From the material beneath, pull every line with the word "high".

● EXCERPTED RECORDS
»»

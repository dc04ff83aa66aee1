//! A character-level JSON pull parser.

mod source;

pub use source::{CharSource, IoSource, StrSource};

use crate::error::{JsonError, Result};

// -----------------------------------------------------------------------------
// TokenReader

/// A pull parser over a [`CharSource`] with one character of lookahead.
///
/// The reader knows the JSON grammar but not the shape of the values; the
/// decoder drives it token by token. There is no backtracking: once a token
/// is consumed it is gone, use [`TokenReader::read_raw`] to keep a value for
/// later.
///
/// ```
/// use og_json::reader::{StrSource, TokenReader};
///
/// let mut reader = TokenReader::new(StrSource::new(r#"{"a": [1, 2], "b": null}"#));
/// let mut seen = Vec::new();
/// reader
///     .loop_read_object(|reader, key| {
///         seen.push((key, reader.read_raw()?));
///         Ok(())
///     })
///     .unwrap();
/// assert_eq!(seen[0], ("a".to_owned(), "[1, 2]".to_owned()));
/// assert_eq!(seen[1], ("b".to_owned(), "null".to_owned()));
/// ```
pub struct TokenReader<S> {
    source: S,
    peeked: Option<char>,
    line: usize,
    column: usize,
}

impl<'a> TokenReader<StrSource<'a>> {
    /// Creates a reader over a string.
    #[inline]
    pub fn from_text(text: &'a str) -> Self {
        Self::new(StrSource::new(text))
    }
}

impl<S: CharSource> TokenReader<S> {
    #[inline]
    pub fn new(source: S) -> Self {
        Self {
            source,
            peeked: None,
            line: 1,
            column: 0,
        }
    }

    /// Returns the `(line, column)` of the last consumed character.
    #[inline]
    pub fn position(&self) -> (usize, usize) {
        (self.line, self.column)
    }

    /// Creates a grammar error at the current position.
    pub fn error(&self, message: impl Into<String>) -> JsonError {
        JsonError::Grammar {
            line: self.line,
            column: self.column,
            message: message.into(),
        }
    }

    fn peek_char(&mut self) -> Result<Option<char>> {
        if self.peeked.is_none() {
            self.peeked = self.source.next_char()?;
        }
        Ok(self.peeked)
    }

    fn next_char(&mut self) -> Result<Option<char>> {
        let c = match self.peeked.take() {
            Some(c) => Some(c),
            None => self.source.next_char()?,
        };
        match c {
            Some('\n') => {
                self.line += 1;
                self.column = 0;
            }
            Some(_) => self.column += 1,
            None => {}
        }
        Ok(c)
    }

    fn expect_char(&mut self) -> Result<char> {
        match self.next_char()? {
            Some(c) => Ok(c),
            None => Err(self.error("unexpected end of input")),
        }
    }

    /// Skips whitespace.
    pub fn skip_whitespace(&mut self) -> Result<()> {
        while let Some(c) = self.peek_char()? {
            if !c.is_ascii_whitespace() {
                break;
            }
            self.next_char()?;
        }
        Ok(())
    }

    /// Returns the next non-whitespace character without consuming it.
    pub fn peek_token(&mut self) -> Result<Option<char>> {
        self.skip_whitespace()?;
        self.peek_char()
    }

    /// Consumes `expected` after optional whitespace.
    pub fn assert_and_consume(&mut self, expected: char) -> Result<()> {
        self.skip_whitespace()?;
        match self.next_char()? {
            Some(c) if c == expected => Ok(()),
            Some(c) => Err(self.error(format!("expected `{expected}`, found `{c}`"))),
            None => Err(self.error(format!("expected `{expected}`, found end of input"))),
        }
    }

    fn consume_literal(&mut self, literal: &str) -> Result<()> {
        for expected in literal.chars() {
            let c = self.expect_char()?;
            if c != expected {
                return Err(self.error(format!("invalid literal, expected `{literal}`")));
            }
        }
        Ok(())
    }

    /// Consumes `null` if it is the next token.
    pub fn is_null(&mut self) -> Result<bool> {
        if self.peek_token()? == Some('n') {
            self.consume_literal("null")?;
            Ok(true)
        } else {
            Ok(false)
        }
    }

    /// Reads `true` or `false`.
    pub fn read_bool(&mut self) -> Result<bool> {
        match self.peek_token()? {
            Some('t') => self.consume_literal("true").map(|()| true),
            Some('f') => self.consume_literal("false").map(|()| false),
            _ => Err(self.error("expected a boolean")),
        }
    }

    /// Reads a quoted string, decoding escapes.
    pub fn read_string(&mut self) -> Result<String> {
        self.assert_and_consume('"')?;
        let mut text = String::new();
        loop {
            match self.expect_char()? {
                '"' => return Ok(text),
                '\\' => {
                    let decoded = self.read_escape()?;
                    text.push(decoded);
                }
                c => text.push(c),
            }
        }
    }

    fn read_escape(&mut self) -> Result<char> {
        Ok(match self.expect_char()? {
            '"' => '"',
            '\\' => '\\',
            '/' => '/',
            'b' => '\u{8}',
            'f' => '\u{c}',
            'n' => '\n',
            'r' => '\r',
            't' => '\t',
            'u' => {
                let high = self.read_hex4()?;
                match high {
                    0xD800..=0xDBFF => {
                        self.consume_literal("\\u")?;
                        let low = self.read_hex4()?;
                        if !(0xDC00..=0xDFFF).contains(&low) {
                            return Err(self.error("invalid low surrogate"));
                        }
                        let code = 0x10000 + ((high - 0xD800) << 10) + (low - 0xDC00);
                        char::from_u32(code).ok_or_else(|| self.error("invalid surrogate pair"))?
                    }
                    0xDC00..=0xDFFF => return Err(self.error("unpaired low surrogate")),
                    _ => char::from_u32(high).ok_or_else(|| self.error("invalid unicode escape"))?,
                }
            }
            c => return Err(self.error(format!("invalid escape `\\{c}`"))),
        })
    }

    fn read_hex4(&mut self) -> Result<u32> {
        let mut code = 0;
        for _ in 0..4 {
            let c = self.expect_char()?;
            let digit = c
                .to_digit(16)
                .ok_or_else(|| self.error(format!("invalid hex digit `{c}`")))?;
            code = code * 16 + digit;
        }
        Ok(code)
    }

    /// Reads a string followed by `:`.
    pub fn read_key(&mut self) -> Result<String> {
        let key = self.read_string()?;
        self.assert_and_consume(':')?;
        Ok(key)
    }

    /// Reads a bare token (number, `true`, `false`, `null`) as written.
    pub fn read_number_like(&mut self) -> Result<String> {
        self.skip_whitespace()?;
        let mut text = String::new();
        while let Some(c) = self.peek_char()? {
            if c.is_ascii_whitespace() || matches!(c, ',' | ']' | '}' | ':' | '[' | '{' | '"') {
                break;
            }
            text.push(c);
            self.next_char()?;
        }
        if text.is_empty() {
            return Err(match self.peek_char()? {
                Some(c) => self.error(format!("unexpected `{c}`")),
                None => self.error("unexpected end of input"),
            });
        }
        Ok(text)
    }

    /// Captures the next value exactly as written.
    ///
    /// Objects and arrays are captured up to their balanced end; brackets
    /// inside strings are not counted. A closer that does not match its
    /// opener is a grammar error.
    pub fn read_raw(&mut self) -> Result<String> {
        match self.peek_token()? {
            Some('{' | '[') => {
                let mut raw = String::new();
                let mut closers = Vec::new();
                loop {
                    let c = self.expect_char()?;
                    raw.push(c);
                    match c {
                        '{' => closers.push('}'),
                        '[' => closers.push(']'),
                        '}' | ']' => {
                            if closers.pop() != Some(c) {
                                return Err(self.error(format!("unexpected `{c}`")));
                            }
                            if closers.is_empty() {
                                return Ok(raw);
                            }
                        }
                        '"' => self.capture_string_body(&mut raw)?,
                        _ => {}
                    }
                }
            }
            Some('"') => {
                let mut raw = String::from(self.expect_char()?);
                self.capture_string_body(&mut raw)?;
                Ok(raw)
            }
            _ => self.read_number_like(),
        }
    }

    /// Copies a string body, escapes included, after its opening quote.
    fn capture_string_body(&mut self, raw: &mut String) -> Result<()> {
        loop {
            let c = self.expect_char()?;
            raw.push(c);
            match c {
                '"' => return Ok(()),
                '\\' => raw.push(self.expect_char()?),
                _ => {}
            }
        }
    }

    /// Consumes and discards one value.
    #[inline]
    pub fn skip_value(&mut self) -> Result<()> {
        self.read_raw().map(drop)
    }

    /// Calls `visitor` once per element of an array.
    ///
    /// A `null` array visits nothing.
    pub fn loop_read_array(
        &mut self,
        mut visitor: impl FnMut(&mut Self) -> Result<()>,
    ) -> Result<()> {
        if self.is_null()? {
            return Ok(());
        }
        self.assert_and_consume('[')?;
        if self.peek_token()? == Some(']') {
            self.next_char()?;
            return Ok(());
        }
        loop {
            visitor(self)?;
            match self.peek_token()? {
                Some(',') => {
                    self.next_char()?;
                }
                Some(']') => {
                    self.next_char()?;
                    return Ok(());
                }
                Some(c) => return Err(self.error(format!("expected `,` or `]`, found `{c}`"))),
                None => return Err(self.error("unterminated array")),
            }
        }
    }

    /// Calls `visitor` once per member of an object, with the decoded key.
    ///
    /// The visitor must consume the member value. A `null` object visits
    /// nothing.
    pub fn loop_read_object(
        &mut self,
        mut visitor: impl FnMut(&mut Self, String) -> Result<()>,
    ) -> Result<()> {
        if self.is_null()? {
            return Ok(());
        }
        self.assert_and_consume('{')?;
        if self.peek_token()? == Some('}') {
            self.next_char()?;
            return Ok(());
        }
        loop {
            let key = self.read_key()?;
            visitor(self, key)?;
            match self.peek_token()? {
                Some(',') => {
                    self.next_char()?;
                }
                Some('}') => {
                    self.next_char()?;
                    return Ok(());
                }
                Some(c) => return Err(self.error(format!("expected `,` or `}}`, found `{c}`"))),
                None => return Err(self.error("unterminated object")),
            }
        }
    }

    /// Checks that only whitespace remains.
    pub fn finish(&mut self) -> Result<()> {
        match self.peek_token()? {
            None => Ok(()),
            Some(c) => Err(self.error(format!("trailing characters after value, found `{c}`"))),
        }
    }
}

// -----------------------------------------------------------------------------
// Tests

#[cfg(test)]
mod tests {
    use super::TokenReader;
    use crate::error::JsonError;

    #[test]
    fn decodes_escapes() {
        let mut reader = TokenReader::from_text(r#" "a\"b\\c\/d\n\té😀" "#);
        assert_eq!(reader.read_string().unwrap(), "a\"b\\c/d\n\t\u{e9}\u{1f600}");
        reader.finish().unwrap();
    }

    #[test]
    fn raw_capture_respects_strings() {
        let mut reader = TokenReader::from_text(r#"{"k": "}]{", "n": [1, {"x": "\"}"}]} , 3"#);
        assert_eq!(reader.read_raw().unwrap(), r#"{"k": "}]{", "n": [1, {"x": "\"}"}]}"#);
        reader.assert_and_consume(',').unwrap();
        assert_eq!(reader.read_raw().unwrap(), "3");
    }

    #[test]
    fn mismatched_closers_are_rejected() {
        let mut reader = TokenReader::from_text(r#"{"a":[1}"#);
        assert!(matches!(reader.read_raw(), Err(JsonError::Grammar { .. })));

        let mut reader = TokenReader::from_text("[{]}");
        assert!(matches!(reader.skip_value(), Err(JsonError::Grammar { .. })));

        let mut reader = TokenReader::from_text(r#"[{"a":"]}"}]"#);
        reader.skip_value().unwrap();
        reader.finish().unwrap();
    }

    #[test]
    fn arrays_and_null() {
        let mut items = Vec::new();
        let mut reader = TokenReader::from_text("[ 1 ,2, 3 ]");
        reader
            .loop_read_array(|r| {
                items.push(r.read_number_like()?);
                Ok(())
            })
            .unwrap();
        assert_eq!(items, ["1", "2", "3"]);

        let mut reader = TokenReader::from_text("null");
        reader.loop_read_array(|_| panic!("visited")).unwrap();

        let mut reader = TokenReader::from_text("[]");
        reader.loop_read_array(|_| panic!("visited")).unwrap();
    }

    #[test]
    fn grammar_errors_carry_position() {
        let mut reader = TokenReader::from_text("[1,\n  2 3]");
        let err = reader
            .loop_read_array(|r| r.read_number_like().map(drop))
            .unwrap_err();
        match err {
            JsonError::Grammar { line, column, .. } => assert_eq!((line, column), (2, 4)),
            other => panic!("unexpected error {other}"),
        }
    }

    #[test]
    fn literals() {
        let mut reader = TokenReader::from_text(" true false nul");
        assert!(reader.read_bool().unwrap());
        assert!(!reader.read_bool().unwrap());
        assert!(reader.is_null().is_err());
    }
}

««

● RESPONSE TO THIS EXERCISE
                let high = self.read_hex4()?;
                match high {
                        let code = 0x10000 + ((high - 0xD800) << 10) + (low - 0xDC00);
                    _ => char::from_u32(high).ok_or_else(|| self.error("invalid unicode escape"))?,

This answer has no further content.